Image Attribution: “Fountain by Sherrie Levine” by Terryl Atkins is licensed under CC BY-SA. Vancouver, BC, Canada (See interactive map)


 

This sculpture, Fountain 1991, by American artist Sherrie Levine appears to be a to-scale replica in bronze of Marcel Duchamp’s Fountain which was a men’s urinal that he signed with the alias R. Mutt and dated, then submitted as an artwork at the 1917 Exhibition of Independent Artists at Alfred Stieglitz’s 291 Gallery in NYC. As radical artistic gestures go, Levine’s recreation of Duchamp’s urinal, like much of her artwork, takes highly recognizable artworks that are ubiquitous in the public realm as images in art books (for example) and does not deign to transform the image or object into something substantively different.

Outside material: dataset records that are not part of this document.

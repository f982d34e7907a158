//! Provider subsystem for hosted completion backends.
//!
//! Each provider implements the [`Provider`] trait defined in [`traits`] and is
//! registered in [`create_provider_with_url`] by its canonical string key.
//! [`create_resilient_provider`] wraps the selected provider with a timeout
//! and retry policy.

pub mod compatible;
pub mod gemini;
pub mod reliable;
pub mod traits;

pub use reliable::ReliableProvider;
pub use traits::Provider;

use crate::config::ReliabilityConfig;
use std::time::Duration;

const MAX_API_ERROR_CHARS: usize = 200;

const OPENAI_BASE_URL: &str = "https://api.openai.com/v1";

fn is_secret_char(c: char) -> bool {
    c.is_ascii_alphanumeric() || matches!(c, '-' | '_' | '.' | ':')
}

fn token_end(input: &str, from: usize) -> usize {
    let mut end = from;
    for (i, c) in input[from..].char_indices() {
        if is_secret_char(c) {
            end = from + i + c.len_utf8();
        } else {
            break;
        }
    }
    end
}

/// Scrub known secret-like token prefixes from provider error strings.
///
/// Redacts tokens with prefixes like `sk-` (OpenAI) and `AIza` (Google).
pub fn scrub_secret_patterns(input: &str) -> String {
    const PREFIXES: [&str; 3] = ["sk-", "AIza", "key="];

    let mut scrubbed = input.to_string();

    for prefix in PREFIXES {
        let mut search_from = 0;
        loop {
            let Some(rel) = scrubbed[search_from..].find(prefix) else {
                break;
            };

            let start = search_from + rel;
            let content_start = start + prefix.len();
            let end = token_end(&scrubbed, content_start);

            if end == content_start {
                search_from = content_start;
                continue;
            }

            scrubbed.replace_range(start..end, "[REDACTED]");
            search_from = start + "[REDACTED]".len();
        }
    }

    scrubbed
}

/// Sanitize API error text by scrubbing secrets and truncating length.
pub fn sanitize_api_error(input: &str) -> String {
    let scrubbed = scrub_secret_patterns(input);

    if scrubbed.chars().count() <= MAX_API_ERROR_CHARS {
        return scrubbed;
    }

    let mut end = MAX_API_ERROR_CHARS;
    while end > 0 && !scrubbed.is_char_boundary(end) {
        end -= 1;
    }

    format!("{}...", &scrubbed[..end])
}

/// Build a sanitized provider error from a failed HTTP response.
pub async fn api_error(provider: &str, response: reqwest::Response) -> anyhow::Error {
    let status = response.status();
    let body = response
        .text()
        .await
        .unwrap_or_else(|_| "<failed to read provider error body>".to_string());
    let sanitized = sanitize_api_error(&body);
    anyhow::anyhow!("{provider} API error ({status}): {sanitized}")
}

/// Resolve API key for a provider from config and environment variables.
fn resolve_provider_credential(name: &str, credential_override: Option<&str>) -> Option<String> {
    if let Some(raw_override) = credential_override {
        let trimmed_override = raw_override.trim();
        if !trimmed_override.is_empty() {
            return Some(trimmed_override.to_owned());
        }
    }

    let provider_env_candidates: &[&str] = match name {
        "gemini" | "google" => &["GEMINI_API_KEY", "GOOGLE_API_KEY"],
        "openai" => &["OPENAI_API_KEY"],
        _ => &[],
    };

    for env_var in provider_env_candidates.iter().chain(["CHATDESK_API_KEY", "API_KEY"].iter()) {
        if let Ok(value) = std::env::var(env_var) {
            let value = value.trim();
            if !value.is_empty() {
                return Some(value.to_string());
            }
        }
    }

    None
}

/// Factory: create the right provider from config (without custom URL)
pub fn create_provider(name: &str, api_key: Option<&str>) -> anyhow::Result<Box<dyn Provider>> {
    create_provider_with_url(name, api_key, None)
}

/// Factory: create the right provider from config with optional custom base URL
pub fn create_provider_with_url(
    name: &str,
    api_key: Option<&str>,
    api_url: Option<&str>,
) -> anyhow::Result<Box<dyn Provider>> {
    let resolved_credential = resolve_provider_credential(name, api_key);
    let key = resolved_credential.as_deref();

    match name {
        "gemini" | "google" => Ok(Box::new(gemini::GeminiProvider::with_base_url(api_url, key))),
        "openai" => Ok(Box::new(compatible::OpenAiCompatibleProvider::new(
            "OpenAI",
            api_url.unwrap_or(OPENAI_BASE_URL),
            key,
        ))),
        _ => anyhow::bail!(
            "Unknown provider: {name}. Supported providers: gemini, openai."
        ),
    }
}

/// Create the provider wrapped with timeout and retry behavior.
pub fn create_resilient_provider(
    primary_name: &str,
    api_key: Option<&str>,
    api_url: Option<&str>,
    reliability: &ReliabilityConfig,
) -> anyhow::Result<Box<dyn Provider>> {
    let primary = create_provider_with_url(primary_name, api_key, api_url)?;
    Ok(Box::new(ReliableProvider::new(
        vec![(primary_name.to_string(), primary)],
        reliability.max_retries,
        reliability.base_backoff_ms,
        Duration::from_secs(reliability.request_timeout_secs),
    )))
}

/// Information about a supported provider for display purposes.
pub struct ProviderInfo {
    /// Canonical name used in config (e.g. `"gemini"`)
    pub name: &'static str,
    /// Human-readable display name
    pub display_name: &'static str,
    /// Alternative names accepted in config
    pub aliases: &'static [&'static str],
    /// Default model when none is configured
    pub default_model: &'static str,
}

/// Return the list of all known providers for display in `chatdesk providers`.
pub fn list_providers() -> Vec<ProviderInfo> {
    vec![
        ProviderInfo {
            name: "gemini",
            display_name: "Google Gemini",
            aliases: &["google"],
            default_model: "gemini-1.5-flash",
        },
        ProviderInfo {
            name: "openai",
            display_name: "OpenAI (or any compatible endpoint via api_url)",
            aliases: &[],
            default_model: "gpt-4o-mini",
        },
    ]
}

Through this gesture she brings into question (and controversy) issues of copyright, ownership, what can be considered raw materials for art making, and just what validates an artwork as original, or even as an artwork. Conceptually, her gesture is similar to Duchamp’s though, in that he was taking a seemingly ordinary mass-produced object (that was originally designed by someone, but not meant to function as an artwork) and presenting it as his own artwork just by signing it with his name and placing it in a gallery.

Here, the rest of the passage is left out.